The FY2008 National Security Program
June 21, 2007
The attached briefing puts the President's FY2008 national security budget request in the broader context of the affordability and practicality of the program over the coming Future Year Defense Program period (FY2008-FY2011) and beyond.
It raises serious doubts about the credibility and viability of the program, which are supported by independent analysis by the Congressional Research Service and Congressional Budget Office. In the mid-term, the President's baseline request does not attempt to finance the ongoing wars in Iraq and Afghanistan, and makes untenable assumptions about early cuts in spending for operations and maintenance.
The FYDP does not fund the proposed increase in military strength that Secretary Gates announced early in 2007. The proposed funding for procurement and RDT&E cannot possibly meet future needs for "reset" to deal with equipment wear and losses in combat and the massive wave of high cost new equipment programs each service now plans for in the period after FY2008.
In the longer-term, the projections by CBO raise serious issues about the clash between US ability to fund steadily rising expenditures for mandatory programs like Social Security and Medicaid, and national security. These problems become particularly serious towards the end of the next Administration, and are a "poisoned chalice" the next President and Congress must deal with.

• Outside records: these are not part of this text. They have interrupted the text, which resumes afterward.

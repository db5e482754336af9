// Copyright (c) The runlens Contributors
// SPDX-License-Identifier: MIT OR Apache-2.0

//! Assigning the suites of a report to the source files of a run.
//!
//! A run may execute several source files but the runner writes one report.
//! Each suite is handed to exactly one source file, so a file's tests never
//! leak into another file's results.

use super::parse::ParsedSuite;
use camino::Utf8Path;
use tracing::debug;

/// How closely a suite name refers to a source file. Lower is closer.
#[derive(Clone, Copy, Debug, PartialEq, Eq, PartialOrd, Ord)]
enum MatchRank {
    Path,
    FileName,
    FileStem,
}

/// Splits `suites` between `sources`, returning one list per source, in
/// order.
///
/// With a single source, every suite belongs to it. Otherwise each suite goes
/// to the source its name refers to most closely: by full path, then by file
/// name, then by file stem (so `Custom CSX Tests (users.csx)` belongs to
/// `users.http`). Ties go to the earlier source. Suites that refer to no
/// source go to the first one.
pub(super) fn assign_suites(
    suites: Vec<ParsedSuite>,
    sources: &[&Utf8Path],
) -> Vec<Vec<ParsedSuite>> {
    let mut assigned: Vec<Vec<ParsedSuite>> = sources.iter().map(|_| Vec::new()).collect();
    let Some((first, rest)) = assigned.split_first_mut() else {
        return assigned;
    };
    if rest.is_empty() {
        first.extend(suites);
        return assigned;
    }

    for suite in suites {
        let best = sources
            .iter()
            .enumerate()
            .filter_map(|(index, source)| match_rank(&suite.name, source).map(|rank| (rank, index)))
            .min();
        match best {
            Some((_, index)) => assigned[index].push(suite),
            None => {
                debug!(
                    "test suite `{}` names no executed source file, assigning it to {}",
                    suite.name, sources[0],
                );
                assigned[0].push(suite);
            }
        }
    }

    assigned
}

fn match_rank(suite_name: &str, source: &Utf8Path) -> Option<MatchRank> {
    if Utf8Path::new(suite_name.trim()) == source {
        return Some(MatchRank::Path);
    }

    suite_name
        .split(|c: char| c.is_whitespace() || matches!(c, '(' | ')' | '[' | ']'))
        .filter(|token| !token.is_empty())
        .map(Utf8Path::new)
        .filter_map(|token| {
            if token == source {
                Some(MatchRank::Path)
            } else if token.file_name().is_some() && token.file_name() == source.file_name() {
                Some(MatchRank::FileName)
            } else if token.extension().is_some()
                && token.file_stem().is_some()
                && token.file_stem() == source.file_stem()
            {
                Some(MatchRank::FileStem)
            } else {
                None
            }
        })
        .min()
}

#[cfg(test)]
mod tests {
    use super::*;
    use pretty_assertions::assert_eq;
    use test_case::test_case;

    fn suite(name: &str) -> ParsedSuite {
        ParsedSuite {
            name: name.to_owned(),
            cases: Vec::new(),
        }
    }

    fn names(assigned: &[Vec<ParsedSuite>]) -> Vec<Vec<&str>> {
        assigned
            .iter()
            .map(|suites| suites.iter().map(|suite| suite.name.as_str()).collect())
            .collect()
    }

    #[test_case("requests/users.http", "requests/users.http", Some(MatchRank::Path) ; "full path")]
    #[test_case("users.http", "requests/users.http", Some(MatchRank::FileName) ; "file name")]
    #[test_case("Custom CSX Tests (users.csx)", "requests/users.http", Some(MatchRank::FileStem) ; "custom suite stem")]
    #[test_case("Custom CSX Tests", "requests/Tests.http", None ; "bare word is not a stem")]
    #[test_case("requests/health.http", "requests/users.http", None ; "other file")]
    fn suite_name_matching(suite_name: &str, source: &str, expected: Option<MatchRank>) {
        assert_eq!(match_rank(suite_name, Utf8Path::new(source)), expected);
    }

    #[test]
    fn single_source_takes_everything() {
        let assigned = assign_suites(
            vec![suite("requests/health.http"), suite("Custom CSX Tests")],
            &[Utf8Path::new("requests/users.http")],
        );
        assert_eq!(
            names(&assigned),
            [vec!["requests/health.http", "Custom CSX Tests"]]
        );
    }

    #[test]
    fn suites_follow_their_source() {
        let assigned = assign_suites(
            vec![
                suite("requests/users.http"),
                suite("Custom CSX Tests (users.csx)"),
                suite("requests/health.http"),
                suite("Custom CSX Tests"),
            ],
            &[
                Utf8Path::new("requests/health.http"),
                Utf8Path::new("requests/users.http"),
            ],
        );
        assert_eq!(
            names(&assigned),
            [
                vec!["requests/health.http", "Custom CSX Tests"],
                vec!["requests/users.http", "Custom CSX Tests (users.csx)"],
            ]
        );
    }

    #[test]
    fn closer_match_wins() {
        let assigned = assign_suites(
            vec![suite("b/users.http")],
            &[Utf8Path::new("a/users.http"), Utf8Path::new("b/users.http")],
        );
        assert_eq!(names(&assigned), [vec![], vec!["b/users.http"]]);
    }

    #[test]
    fn no_sources() {
        assert!(assign_suites(vec![suite("users.http")], &[]).is_empty());
    }
}
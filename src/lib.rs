mod dataset;
mod error;
mod priority;
mod replay;
mod scheduler;
mod service;
mod sqlite;
mod state;
mod storage;
#[cfg(test)]
mod test_helpers;

pub use dataset::{
    AttemptEvent, HistoryRecord, ItemHistory, Outcome, group_by_item, parse_records,
};
pub use error::{LetrackerError, Result};
pub use priority::{UNSCHEDULED_SCORE, is_due, priority_score, rank_due_tasks};
pub use replay::{Replay, SAME_DAY_THRESHOLD_DAYS, replay};
pub use scheduler::{FuzzFn, Scheduler};
pub use service::{
    Clock, FixedClock, ImportReport, ItemReport, ReviewConfig, ReviewService, SystemClock,
};
pub use sqlite::SqliteRepository;
pub use state::{
    AttemptLog, Difficulty, DueCandidate, Grade, Item, ItemId, LogStatus, MAX_INTERVAL_DAYS,
    ReviewInput, ReviewOutput, ReviewState, Status, Task,
};
pub use storage::{MemoryRepository, Repository};
use chrono::{DateTime, Duration, Utc};
use serde::{Deserialize, Serialize};
use strum::{AsRefStr, Display, EnumString, FromRepr};

use crate::error::{LetrackerError, Result};

pub type ItemId = i64;

pub(crate) const DEFAULT_EASE_FACTOR: f64 = 2.5;
pub(crate) const MIN_EASE_FACTOR: f64 = 1.3;
/// Longest interval the scheduler hands out, about a hundred years.
pub const MAX_INTERVAL_DAYS: u32 = 36_500;
const MASTERED_AFTER: u32 = 5;

/// How well an attempt went, from the learner's point of view.
///
/// The engine trusts this value; raw integers coming from callers should go
/// through `Grade::try_from`, which rejects anything outside `0..=3`.
#[derive(
    Debug, Clone, Copy, PartialEq, Eq, PartialOrd, Ord, Hash, Serialize, Deserialize, FromRepr,
    Display,
)]
#[repr(u8)]
pub enum Grade {
    Again = 0,
    Hard = 1,
    Good = 2,
    Easy = 3,
}

impl Grade {
    pub fn value(self) -> u8 {
        self as u8
    }
}

impl TryFrom<i64> for Grade {
    type Error = LetrackerError;

    fn try_from(value: i64) -> Result<Self> {
        u8::try_from(value)
            .ok()
            .and_then(Grade::from_repr)
            .ok_or(LetrackerError::InvalidGrade { value })
    }
}

#[derive(
    Debug,
    Clone,
    Copy,
    Default,
    PartialEq,
    Eq,
    Hash,
    Serialize,
    Deserialize,
    Display,
    EnumString,
    AsRefStr,
)]
#[strum(serialize_all = "SCREAMING_SNAKE_CASE")]
#[serde(rename_all = "SCREAMING_SNAKE_CASE")]
pub enum Status {
    #[default]
    New,
    Learning,
    Review,
    Mastered,
}

impl Status {
    /// Status of an item that has been reviewed at least once.
    pub fn from_repetitions(repetitions: u32) -> Self {
        match repetitions {
            0 => Status::Learning,
            r if r > MASTERED_AFTER => Status::Mastered,
            _ => Status::Review,
        }
    }
}

/// Scheduling record for one (user, item) pair.
#[derive(Debug, Clone, PartialEq, Serialize, Deserialize)]
pub struct ReviewState {
    pub user_id: String,
    pub item_id: ItemId,
    /// 0 only before the first review.
    pub interval_days: u32,
    pub ease_factor: f64,
    pub repetitions: u32,
    pub status: Status,
    pub next_review_at: DateTime<Utc>,
    pub last_reviewed_at: Option<DateTime<Utc>>,
}

impl ReviewState {
    /// State of an item nobody has attempted yet. A missing row in storage
    /// reads as this.
    pub fn new(user_id: impl Into<String>, item_id: ItemId, now: DateTime<Utc>) -> Self {
        Self {
            user_id: user_id.into(),
            item_id,
            interval_days: 0,
            ease_factor: DEFAULT_EASE_FACTOR,
            repetitions: 0,
            status: Status::New,
            next_review_at: now,
            last_reviewed_at: None,
        }
    }

    pub(crate) fn apply(&mut self, output: &ReviewOutput) {
        self.interval_days = output.interval;
        self.ease_factor = output.ease_factor;
        self.repetitions = output.repetitions;
        self.status = Status::from_repetitions(output.repetitions);
        self.next_review_at = output.next_review_at;
    }
}

/// The part of a [`ReviewState`] the scheduling engine reads.
#[derive(Debug, Clone, Copy, PartialEq)]
pub struct ReviewInput {
    pub current_interval: u32,
    pub ease_factor: f64,
    pub repetitions: u32,
}

impl Default for ReviewInput {
    fn default() -> Self {
        Self {
            current_interval: 0,
            ease_factor: DEFAULT_EASE_FACTOR,
            repetitions: 0,
        }
    }
}

impl From<&ReviewState> for ReviewInput {
    fn from(state: &ReviewState) -> Self {
        Self {
            current_interval: state.interval_days,
            ease_factor: state.ease_factor,
            repetitions: state.repetitions,
        }
    }
}

#[derive(Debug, Clone, Copy, PartialEq, Serialize, Deserialize)]
pub struct ReviewOutput {
    pub next_review_at: DateTime<Utc>,
    pub interval: u32,
    pub ease_factor: f64,
    pub repetitions: u32,
}

#[derive(
    Debug, Clone, Copy, PartialEq, Eq, Hash, Serialize, Deserialize, Display, EnumString, AsRefStr,
)]
#[strum(serialize_all = "SCREAMING_SNAKE_CASE")]
#[serde(rename_all = "SCREAMING_SNAKE_CASE")]
pub enum LogStatus {
    Solved,
    Failed,
}

impl From<Grade> for LogStatus {
    fn from(grade: Grade) -> Self {
        match grade {
            Grade::Again => LogStatus::Failed,
            _ => LogStatus::Solved,
        }
    }
}

/// One practice attempt. Logs are only ever appended.
#[derive(Debug, Clone, PartialEq, Serialize, Deserialize)]
pub struct AttemptLog {
    pub user_id: String,
    pub item_id: ItemId,
    pub status: LogStatus,
    pub grade: Grade,
    pub attempted_at: DateTime<Utc>,
}

impl AttemptLog {
    pub fn new(
        user_id: impl Into<String>,
        item_id: ItemId,
        grade: Grade,
        attempted_at: DateTime<Utc>,
    ) -> Self {
        Self {
            user_id: user_id.into(),
            item_id,
            status: grade.into(),
            grade,
            attempted_at,
        }
    }
}

#[derive(
    Debug, Clone, Copy, PartialEq, Eq, Hash, Serialize, Deserialize, Display, EnumString, AsRefStr,
)]
pub enum Difficulty {
    Easy,
    Medium,
    Hard,
}

#[derive(Debug, Clone, PartialEq, Serialize, Deserialize)]
pub struct Item {
    pub id: ItemId,
    pub slug: String,
    pub title: String,
    pub difficulty: Option<Difficulty>,
}

/// A persisted state joined with its item, before ranking.
#[derive(Debug, Clone, PartialEq)]
pub struct DueCandidate {
    pub item: Item,
    pub status: Status,
    pub interval_days: u32,
    pub next_review_at: DateTime<Utc>,
}

/// One entry of the daily review list.
#[derive(Debug, Clone, PartialEq, Serialize, Deserialize)]
pub struct Task {
    pub item_id: ItemId,
    pub title: String,
    pub slug: String,
    pub difficulty: Option<Difficulty>,
    pub status: Status,
    pub next_review_at: DateTime<Utc>,
    /// Negative while the item is not yet due.
    pub overdue_by_days: f64,
}

pub(crate) fn days(n: u32) -> Duration {
    Duration::days(i64::from(n))
}

/// `from` moved forward by `n` days, saturating at the latest representable
/// instant.
pub(crate) fn after_days(from: DateTime<Utc>, n: u32) -> DateTime<Utc> {
    from.checked_add_signed(days(n)).unwrap_or(DateTime::<Utc>::MAX_UTC)
}

pub(crate) fn fractional_days(delta: Duration) -> f64 {
    delta.num_milliseconds() as f64 / 86_400_000.0
}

The reader should also note that work by CBO and GAO strongly suggest that the real-world cost of reset and major procurement programs issued by the Department of Defense will be substantially higher than the official budget requests and estimates shown in this briefing, and that the same will be true of future military manpower and wartime costs. Equally important, the budget assumptions Congress directs the CBO to make tend to sharply undercost the future cost of mandatory programs.